How was the oracle padding attack on ASP.NET Fixed

2019-03-15 13:56发布

问题:

Microsoft released their out of band release to fix the security flaw in ASP.NET the yesterday.

What methods did Microsoft use to end the viability of this vector?

回答1:

A great summary of the changes comes from http://musingmarc.blogspot.com/2010/09/ms10-070-post-mortem-analysis-of-patch.html

  • Don't leak exception information - This prevents exploits from seeing what is broken.
  • Don't short-circuit on padding checks (take the same amount of time for padding correct verses padding broken) - This prevents exploits from seeing timing difference for incorrect padding.
  • Don't be too picky about exception catching in IHttpHandler.ProcessRequest - This prevents exploits from seeing that you caught one kind of exception (CryptographicException) instead of all exceptions.
  • Switch from Hash-based initialization vectors to Random IVs - This prevents exploits from using the relationship between the data and the hash to decrypt faster.
  • Allow for backward compatibility - In case this breaks something, allow the new behavior to be reverted in-part.
  • When doing a code review pass, change to make it clear you've considered the new options.


回答2:

The main: sign any encrypted data that is sent to the browser. This prevents messing with the values like the attack did to gain information on valid vs. invalid padding i.e. since the signature won't match in all those cases.

Its important to note, the hole in webresource and scriptresource that allowed files retrieval shouldn't have happened. Simple encryption alone isn't meant to tamper proof. In other words, it wasn't an oversight of an advanced scenario like the rest of the padding oracle attack (which still relied on the same fact, sending back modified encrypted data to the app with no tamper proof protection on the server).
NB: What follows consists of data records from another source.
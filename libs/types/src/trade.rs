//! Trade routing types.
//!
//! A logical swap is split across independent micro-pools. Each pool's
//! contribution is a [`TradeStep`]; the ordered collection plus aggregate
//! totals is a [`TradeRoute`]. Step order is load-bearing: consumers rely on
//! positional correspondence between a pool's input and its rebuilt output
//! in the final transaction.

use crate::pool::{OutPoint, OwnerHash, PoolState};
use rust_decimal::Decimal;
use serde::{Deserialize, Serialize};

/// Direction of a swap from the trader's point of view.
#[derive(Debug, Clone, Copy, PartialEq, Eq, Serialize, Deserialize)]
pub enum SwapDirection {
    /// Spend RXD, receive tokens (a "buy").
    RxdToToken,
    /// Spend tokens, receive RXD (a "sell").
    TokenToRxd,
}

/// A requested swap, as handed to the router.
///
/// The recipient is carried opaquely for the transaction-assembly layer;
/// the core never interprets it.
#[derive(Debug, Clone, Copy, PartialEq, Eq, Serialize, Deserialize)]
pub struct SwapRequest {
    pub direction: SwapDirection,
    /// Input amount in base units (RXD for a buy, tokens for a sell).
    pub amount_in: i64,
    /// Minimum acceptable total output; the route fails with slippage
    /// exceeded if the summed output falls short.
    pub min_amount_out: i64,
    pub recipient: OwnerHash,
}

/// One pool's contribution to a routed trade.
#[derive(Debug, Clone, Copy, PartialEq, Eq, Serialize, Deserialize)]
pub struct TradeStep {
    /// UTXO reference of the pool consumed by this step.
    pub pool: OutPoint,
    /// Amount routed into this pool.
    pub amount_in: i64,
    /// Amount this pool pays out.
    pub amount_out: i64,
    /// Fee retained by the pool, in RXD base units.
    pub fee: i64,
    /// Successor reserve pair for the rebuilt pool UTXO.
    pub state_after: PoolState,
}

/// An ordered allocation of one logical trade across multiple pools.
#[derive(Debug, Clone, PartialEq, Serialize, Deserialize)]
pub struct TradeRoute {
    pub direction: SwapDirection,
    /// Steps in the exact order their pools must appear in the transaction.
    pub steps: Vec<TradeStep>,
    pub total_in: i64,
    pub total_out: i64,
    /// Summed fees across all steps, in RXD base units.
    pub total_fee: i64,
    /// Volume-weighted average realized price in RXD per token.
    /// Display/quoting only, never part of the on-chain-equivalent check.
    pub average_price: Decimal,
    pub recipient: OwnerHash,
}

impl TradeRoute {
    /// Number of pools this route touches.
    pub fn pool_count(&self) -> usize {
        self.steps.len()
    }
}
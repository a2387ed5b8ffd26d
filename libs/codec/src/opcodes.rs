//! Opcode registry for the pool contract.
//!
//! Lists the opcodes the template emits plus the full canonical
//! number-encoding set (`OP_0`, `OP_1NEGATE`, `OP_1..OP_16`, the push-data
//! prefixes). Byte values are fixed by the on-chain interpreter and must
//! never change.

use num_enum::{IntoPrimitive, TryFromPrimitive};

/// Interpreter opcodes used by the pool contract template.
#[derive(Debug, Clone, Copy, PartialEq, Eq, Hash, TryFromPrimitive, IntoPrimitive)]
#[repr(u8)]
pub enum Opcode {
    /// Push an empty byte string (canonical zero).
    Op0 = 0x00,
    /// Next byte is the push length.
    OpPushdata1 = 0x4C,
    /// Next two bytes (LE) are the push length.
    OpPushdata2 = 0x4D,
    /// Next four bytes (LE) are the push length.
    OpPushdata4 = 0x4E,
    /// Push the number -1.
    Op1Negate = 0x4F,
    Op1 = 0x51,
    Op2 = 0x52,
    Op3 = 0x53,
    Op4 = 0x54,
    Op5 = 0x55,
    Op6 = 0x56,
    Op7 = 0x57,
    Op8 = 0x58,
    Op9 = 0x59,
    Op10 = 0x5A,
    Op11 = 0x5B,
    Op12 = 0x5C,
    Op13 = 0x5D,
    Op14 = 0x5E,
    Op15 = 0x5F,
    Op16 = 0x60,
    OpIf = 0x63,
    OpElse = 0x67,
    OpEndif = 0x68,
    Op2Dup = 0x6E,
    OpDepth = 0x74,
    OpDrop = 0x75,
    OpDup = 0x76,
    OpNip = 0x77,
    OpRot = 0x7B,
    OpSwap = 0x7C,
    /// Split a byte string at a stack-supplied index.
    OpSplit = 0x7F,
    /// Convert a byte string to a canonical script number.
    OpBin2Num = 0x81,
    OpEqualVerify = 0x88,
    Op1Add = 0x8B,
    OpSub = 0x94,
    OpMul = 0x95,
    OpDiv = 0x96,
    OpGreaterThanOrEqual = 0xA2,
    OpHash160 = 0xA9,
    OpCheckSig = 0xAC,
    /// Boundary between a script's code portion and its state portion.
    OpStateSeparator = 0xBD,
    /// Push the separator index of the executing input's UTXO script.
    OpStateSeparatorIndexUtxo = 0xBE,
    /// Push the separator index of an output script.
    OpStateSeparatorIndexOutput = 0xBF,
    /// Push the index of the executing input.
    OpInputIndex = 0xC0,
    /// Push the value of an input's UTXO.
    OpUtxoValue = 0xC6,
    /// Push the locking script of an input's UTXO.
    OpUtxoBytecode = 0xC7,
    /// Push the value of an output.
    OpOutputValue = 0xCC,
    /// Push the locking script of an output.
    OpOutputBytecode = 0xCD,
    /// Require and push a 32-byte induction reference carried by an input.
    OpPushInputRef = 0xD0,
}

impl Opcode {
    /// Dedicated single-byte opcode for a small integer, if one exists.
    ///
    /// Canonical number encoding requires these to be used instead of an
    /// explicit push wherever they apply.
    pub fn from_small_int(n: i64) -> Option<Self> {
        match n {
            -1 => Some(Self::Op1Negate),
            0 => Some(Self::Op0),
            1..=16 => {
                // Op1..Op16 are contiguous byte values.
                Self::try_from(Self::Op1 as u8 + (n as u8 - 1)).ok()
            }
            _ => None,
        }
    }
}
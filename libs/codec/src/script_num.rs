//! Canonical script number and push-data encoding.
//!
//! The on-chain interpreter accepts exactly one byte representation per
//! integer: zero is an empty push, 1..=16 and -1 use their dedicated
//! opcodes, and everything else is the smallest little-endian magnitude
//! with an explicit sign bit. Non-minimal encodings are consensus-invalid,
//! so the encoder never produces them and the decoder rejects them.

use crate::error::{ScriptError, ScriptResult};
use crate::opcodes::Opcode;

/// Longest script number the pool contract ever handles (the interpreter's
/// 64-bit number domain).
const MAX_NUM_LEN: usize = 8;

/// Encodes an integer in minimal sign-magnitude little-endian form.
///
/// Returns the raw payload bytes without any push prefix; zero encodes as
/// the empty byte string.
pub fn encode_script_num(value: i64) -> Vec<u8> {
    if value == 0 {
        return Vec::new();
    }

    let negative = value < 0;
    let mut magnitude = value.unsigned_abs();
    let mut out = Vec::with_capacity(MAX_NUM_LEN + 1);
    while magnitude > 0 {
        out.push((magnitude & 0xFF) as u8);
        magnitude >>= 8;
    }

    // The most significant byte must leave the sign bit free; otherwise a
    // dedicated sign byte is appended.
    let last = *out.last().expect("non-zero value has at least one byte");
    if last & 0x80 != 0 {
        out.push(if negative { 0x80 } else { 0x00 });
    } else if negative {
        *out.last_mut().expect("checked non-empty") = last | 0x80;
    }
    out
}

/// Decodes a minimal sign-magnitude little-endian script number.
///
/// Rejects payloads longer than 8 bytes and any non-minimal encoding, since
/// a validator must refuse both.
pub fn decode_script_num(bytes: &[u8]) -> ScriptResult<i64> {
    if bytes.is_empty() {
        return Ok(0);
    }
    if bytes.len() > MAX_NUM_LEN {
        return Err(ScriptError::invalid_layout(format!(
            "script number of {} bytes exceeds the {}-byte interpreter domain",
            bytes.len(),
            MAX_NUM_LEN
        )));
    }

    let last = bytes[bytes.len() - 1];
    if last & 0x7F == 0 {
        // A trailing 0x00/0x80 is only minimal when the preceding byte
        // needs its high bit for magnitude.
        if bytes.len() == 1 || bytes[bytes.len() - 2] & 0x80 == 0 {
            return Err(ScriptError::invalid_layout(format!(
                "non-minimal script number encoding: {}",
                hex::encode(bytes)
            )));
        }
    }

    let negative = last & 0x80 != 0;
    let mut magnitude: u64 = 0;
    for (i, &byte) in bytes.iter().enumerate() {
        let byte = if i == bytes.len() - 1 { byte & 0x7F } else { byte };
        magnitude |= (byte as u64) << (8 * i);
    }

    if negative {
        Ok(-(magnitude as i64))
    } else {
        Ok(magnitude as i64)
    }
}

/// Appends a minimal push of arbitrary data.
///
/// Empty data becomes `OP_0`; short payloads use the direct length prefix;
/// longer ones the smallest applicable `OP_PUSHDATA` form.
pub fn push_bytes(out: &mut Vec<u8>, data: &[u8]) {
    match data.len() {
        0 => out.push(Opcode::Op0.into()),
        len @ 1..=0x4B => {
            out.push(len as u8);
            out.extend_from_slice(data);
        }
        len @ 0x4C..=0xFF => {
            out.push(Opcode::OpPushdata1.into());
            out.push(len as u8);
            out.extend_from_slice(data);
        }
        len @ 0x100..=0xFFFF => {
            out.push(Opcode::OpPushdata2.into());
            out.extend_from_slice(&(len as u16).to_le_bytes());
            out.extend_from_slice(data);
        }
        len => {
            out.push(Opcode::OpPushdata4.into());
            out.extend_from_slice(&(len as u32).to_le_bytes());
            out.extend_from_slice(data);
        }
    }
}

/// Appends an integer push in canonical form.
pub fn push_num(out: &mut Vec<u8>, value: i64) {
    if let Some(op) = Opcode::from_small_int(value) {
        out.push(op.into());
    } else {
        push_bytes(out, &encode_script_num(value));
    }
}

#[cfg(test)]
mod tests {
    use super::*;

    #[test]
    fn zero_is_empty() {
        assert!(encode_script_num(0).is_empty());
        assert_eq!(decode_script_num(&[]).unwrap(), 0);
    }

    #[test]
    fn known_encodings() {
        assert_eq!(encode_script_num(1), vec![0x01]);
        assert_eq!(encode_script_num(127), vec![0x7F]);
        assert_eq!(encode_script_num(128), vec![0x80, 0x00]);
        assert_eq!(encode_script_num(1000), vec![0xE8, 0x03]);
        assert_eq!(encode_script_num(-1), vec![0x81]);
        assert_eq!(encode_script_num(-128), vec![0x80, 0x80]);
        assert_eq!(encode_script_num(-1000), vec![0xE8, 0x83]);
    }

    #[test]
    fn decode_rejects_non_minimal() {
        // 1 padded with a zero byte.
        assert!(decode_script_num(&[0x01, 0x00]).is_err());
        // Bare sign byte.
        assert!(decode_script_num(&[0x00]).is_err());
        assert!(decode_script_num(&[0x80]).is_err());
        // 128 requires its padding byte and is minimal.
        assert_eq!(decode_script_num(&[0x80, 0x00]).unwrap(), 128);
    }

    #[test]
    fn decode_rejects_oversized() {
        let err = decode_script_num(&[0x01; 9]).unwrap_err();
        assert!(matches!(err, ScriptError::InvalidLayout { .. }));
    }

    #[test]
    fn round_trip_covers_sign_boundaries() {
        for value in [
            0, 1, -1, 16, 17, 127, 128, 129, -127, -128, -129, 255, 256, 1000, -1000,
            i64::MAX, i64::MIN + 1,
        ] {
            let encoded = encode_script_num(value);
            assert_eq!(decode_script_num(&encoded).unwrap(), value, "value {value}");
        }
    }

    #[test]
    fn push_num_prefers_small_int_opcodes() {
        let mut out = Vec::new();
        push_num(&mut out, 3);
        assert_eq!(out, vec![Opcode::Op3 as u8]);

        out.clear();
        push_num(&mut out, 1000);
        assert_eq!(out, vec![0x02, 0xE8, 0x03]);
    }

    #[test]
    fn push_bytes_selects_smallest_prefix() {
        let mut out = Vec::new();
        push_bytes(&mut out, &[0xAA; 20]);
        assert_eq!(out[0], 20);
        assert_eq!(out.len(), 21);

        out.clear();
        push_bytes(&mut out, &[0xAA; 0x4C]);
        assert_eq!(out[0], Opcode::OpPushdata1 as u8);
        assert_eq!(out[1], 0x4C);

        out.clear();
        push_bytes(&mut out, &[0xAA; 0x100]);
        assert_eq!(out[0], Opcode::OpPushdata2 as u8);
        assert_eq!(&out[1..3], &[0x00, 0x01]);
    }
}
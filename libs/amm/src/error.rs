//! Arithmetic and liquidity errors for the invariant engine.
//!
//! All variants are fatal to the attempted quote; retries belong to layers
//! above the core. Each carries the numeric context a caller needs to
//! report requested-versus-available precisely.

use thiserror::Error;

/// Result type for invariant engine operations.
pub type AmmResult<T> = Result<T, AmmError>;

/// Trade math errors.
#[derive(Debug, Error, Clone, PartialEq, Eq)]
pub enum AmmError {
    /// The input (or implied) amount is below the minimum tradable unit.
    #[error("amount too small: requested {requested}, minimum tradable {minimum}")]
    AmountTooSmall { requested: i64, minimum: i64 },

    /// The pool's reserves cannot satisfy the request.
    #[error("insufficient liquidity: needed {needed}, available {available}")]
    InsufficientLiquidity { needed: i64, available: i64 },

    /// An operation would leave the safe 64-bit computation domain.
    /// Raised before the unsafe multiplication, never after.
    #[error("overflow in {op}: operands {lhs} and {rhs} exceed the safe 64-bit domain")]
    Overflow {
        op: &'static str,
        lhs: i64,
        rhs: i64,
    },
}

impl AmmError {
    pub fn amount_too_small(requested: i64, minimum: i64) -> Self {
        Self::AmountTooSmall { requested, minimum }
    }

    pub fn insufficient_liquidity(needed: i64, available: i64) -> Self {
        Self::InsufficientLiquidity { needed, available }
    }

    pub fn overflow(op: &'static str, lhs: i64, rhs: i64) -> Self {
        Self::Overflow { op, lhs, rhs }
    }
}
Besides the main fix above, expected things like trying to hide further encryption side channels and making sure it doesn't break other features that rely in the same encryption calls (like asp.net membership).



回答3:

The vulnerability relates to flaws introduced by CBC Padding. The full theory behind the attack can be found here. However you must first read up on block cipher modes of operation.